**Stored data**
════════════════
//! The contracts deployed by mintbox and the calls made on them.

use std::str::FromStr;

use alloy_core::primitives::{Address, Bytes, U256};
use alloy_sol_types::{SolCall, SolValue, sol};
use anyhow::{Context, Result};
use serde::{Deserialize, Serialize};

sol! {
    function transferOwnership(address newOwner) external;
    function setTokenIdsForClass(uint8 _class, uint256[] _tokenIds) external;
}

/// The contracts a deployment can create.
#[derive(
    Debug,
    Clone,
    Copy,
    PartialEq,
    Eq,
    PartialOrd,
    Ord,
    Hash,
    Serialize,
    Deserialize,
    strum::Display,
)]
pub enum ContractKind {
    /// The collectible token contract. Constructor: `(registry)`.
    Collectible,
    /// The loot box contract. Constructor: `(registry, collectible)`.
    LootBox,
    /// The sale contract. Constructor: `(collectible, externalToken)`.
    Sale,
}

/// Names of the compiled artifacts backing each [`ContractKind`].
#[derive(Debug, Clone, PartialEq, Eq, Hash, Serialize, Deserialize)]
#[serde(default)]
pub struct ArtifactNames {
    pub collectible: String,
    pub lootbox: String,
    pub sale: String,
}

impl Default for ArtifactNames {
    fn default() -> Self {
        Self {
            collectible: "CombMeme".to_string(),
            lootbox: "MyLootBox".to_string(),
            sale: "Sell".to_string(),
        }
    }
}

impl ArtifactNames {
    /// The artifact name for a contract kind.
    pub fn name(&self, contract: ContractKind) -> &str {
        match contract {
            ContractKind::Collectible => &self.collectible,
            ContractKind::LootBox => &self.lootbox,
            ContractKind::Sale => &self.sale,
        }
    }
}

/// Build the creation payload: bytecode followed by the ABI-encoded constructor arguments.
///
/// Every constructor used here takes only addresses, which are static types, so the
/// encoded arguments are the left-padded words in order.
pub fn creation_code(bytecode: &Bytes, args: &[Address]) -> Bytes {
    let mut code = bytecode.to_vec();
    for arg in args {
        code.extend_from_slice(&arg.abi_encode());
    }
    code.into()
}

/// Calldata for `transferOwnership(newOwner)`.
pub fn transfer_ownership_calldata(new_owner: Address) -> Bytes {
    transferOwnershipCall { newOwner: new_owner }
        .abi_encode()
        .into()
}

/// Calldata for `setTokenIdsForClass(class, tokenIds)`.
///
/// The rarity key is resolved against `rarity_classes` (see [`resolve_rarity_class`]) and
/// each token id is parsed as a decimal or `0x`-prefixed `uint256`.
pub fn set_token_ids_calldata(
    rarity: &str,
    token_ids: &[String],
    rarity_classes: &[String],
) -> Result<Bytes> {
    let class = resolve_rarity_class(rarity, rarity_classes)?;
    let token_ids = token_ids
        .iter()
        .map(|id| {
            U256::from_str(id)
                .with_context(|| format!("Invalid token id {id:?} for rarity {rarity}"))
        })
        .collect::<Result<Vec<_>>>()?;

    Ok(setTokenIdsForClassCall {
        _class: class,
        _tokenIds: token_ids,
    }
    .abi_encode()
    .into())
}

/// Resolve a rarity key to the loot box's class index.
///
/// A numeric key is used as the index directly; otherwise the key is looked up by
/// position in `rarity_classes`.
pub fn resolve_rarity_class(rarity: &str, rarity_classes: &[String]) -> Result<u8> {
    if let Ok(index) = rarity.parse::<u8>() {
        return Ok(index);
    }

    let Some(index) = rarity_classes.iter().position(|class| class == rarity) else {
        anyhow::bail!(
            "Unknown rarity class {rarity:?}: expected a class index or one of {rarity_classes:?}"
        );
    };

    u8::try_from(index).with_context(|| format!("Rarity class index {index} does not fit a uint8"))
}
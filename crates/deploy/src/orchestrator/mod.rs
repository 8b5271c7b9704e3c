//! Sequential deployment orchestration.
//!
//! The [`Orchestrator`] turns a [`DeployConfig`](crate::DeployConfig) into a
//! [`Plan`](crate::Plan) and executes it against any [`ContractDeployer`](crate::ContractDeployer).
//!
//! # Example
//!
//! ```no_run
//! use mintbox_deploy::{DeployConfig, Orchestrator, RpcDeployer, RpcDeployerConfig};
//!
//! # async fn example() -> anyhow::Result<()> {
//! let config = DeployConfig {
//!     network: "rinkeby".to_string(),
//!     lootbox_enabled: true,
//!     ..Default::default()
//! };
//!
//! let mut deployer = RpcDeployer::connect(RpcDeployerConfig::default()).await?;
//! let outcome = Orchestrator::new(config).run(&mut deployer).await?;
//! # Ok(())
//! # }
//! ```

mod runner;
mod state;
mod wiring;

pub use runner::{DeploymentOutcome, Orchestrator};
pub use state::RunState;
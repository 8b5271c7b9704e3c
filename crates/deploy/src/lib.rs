//! mintbox-deploy - Deployment library for the collectible, sale and loot box contracts.
//!
//! This crate selects a deployment plan from a [`DeployConfig`], deploys the contracts in
//! dependency order through a [`ContractDeployer`], and wires the loot box afterwards.

pub mod artifacts;
pub mod config;
pub mod contracts;
mod deployer;
pub mod network;
mod orchestrator;
pub mod plan;
pub mod record;
mod rpc;
mod rpc_deployer;

pub use artifacts::ContractArtifacts;
pub use config::{CONFIG_FILENAME, DeployConfig};
pub use contracts::{ArtifactNames, ContractKind};
pub use deployer::{ContractDeployer, DeployedContracts};
pub use network::registry_address;
pub use orchestrator::{DeploymentOutcome, Orchestrator, RunState};
pub use plan::{ConstructorArg, DeployStep, Plan, Wiring};
pub use record::DeploymentRecord;
pub use rpc_deployer::{
    DEFAULT_CONFIRMATION_TIMEOUT_SECS, DEFAULT_RPC_URL, RpcDeployer, RpcDeployerConfig,
};
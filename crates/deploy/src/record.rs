use std::path::{Path, PathBuf};

use alloy_core::primitives::Address;
use anyhow::{Context, Result};
use chrono::{DateTime, Utc};
use serde::{Deserialize, Serialize};

use crate::{deployer::DeployedContracts, orchestrator::DeploymentOutcome, plan::Plan};

/// File name of the deployment record inside the output directory.
pub const DEPLOYMENTS_FILENAME: &str = "deployments.json";

/// Addresses produced by a successful run, stored alongside the deployment outputs.
///
/// This file is saved to `{outdata}/deployments.json` after a run completes so later
/// tooling can find the contracts without re-reading chain history.
#[derive(Debug, Clone, PartialEq, Eq, Serialize, Deserialize)]
pub struct DeploymentRecord {
    /// The network the contracts were deployed to
    pub network: String,
    /// The plan that was executed
    pub plan: Plan,
    /// The proxy registry passed to the constructors
    pub registry_address: Address,
    /// Deployed contract addresses
    pub contracts: DeployedContracts,
    /// When the run completed
    pub deployed_at: DateTime<Utc>,
    /// mintbox version that created this record
    pub mintbox_version: String,
}

impl DeploymentRecord {
    /// Create a record for a completed run, stamped with the current time.
    pub fn new(outcome: DeploymentOutcome) -> Self {
        Self {
            network: outcome.network,
            plan: outcome.plan,
            registry_address: outcome.registry,
            contracts: outcome.contracts,
            deployed_at: Utc::now(),
            mintbox_version: env!("CARGO_PKG_VERSION").to_string(),
        }
    }

    /// Save this record to a file.
    ///
    /// The file is written as formatted JSON for human readability.
    pub fn save_to_file(&self, path: &Path) -> Result<()> {
        let json =
            serde_json::to_string_pretty(self).context("Failed to serialize deployment record")?;

        std::fs::write(path, json).with_context(|| {
            format!("Failed to write deployment record to {}", path.display())
        })?;

        Ok(())
    }

    /// Save this record as [`DEPLOYMENTS_FILENAME`] in `outdata`, creating the directory if needed.
    pub fn save_to_dir(&self, outdata: &Path) -> Result<PathBuf> {
        std::fs::create_dir_all(outdata).with_context(|| {
            format!("Failed to create output directory {}", outdata.display())
        })?;

        let path = outdata.join(DEPLOYMENTS_FILENAME);
        self.save_to_file(&path)?;
        tracing::info!(path = %path.display(), "Deployment record saved");
        Ok(path)
    }

    /// Load a record from a file.
    ///
    /// Returns an error if the file doesn't exist, is malformed, or cannot be read.
    pub fn load_from_file(path: &Path) -> Result<Self> {
        if !path.exists() {
            anyhow::bail!("Deployment record does not exist: {}", path.display());
        }

        let content = std::fs::read_to_string(path).with_context(|| {
            format!("Failed to read deployment record from {}", path.display())
        })?;

        serde_json::from_str(&content).context("Failed to parse deployment record JSON")
    }
}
════════════════
**Required work**
Repeat, exactly as they stand above, the lines from the line with "pub use state::RunState;" to the line with "pub mod config;", both lines included.

**Solved exercise**
pub use state::RunState;
repository 8b5271c7b9704e3c
filename crates/deploy/src/lib.rs
//! mintbox-deploy - Deployment library for the collectible, sale and loot box contracts.
//!
//! This crate selects a deployment plan from a [`DeployConfig`], deploys the contracts in
//! dependency order through a [`ContractDeployer`], and wires the loot box afterwards.

pub mod artifacts;
pub mod config;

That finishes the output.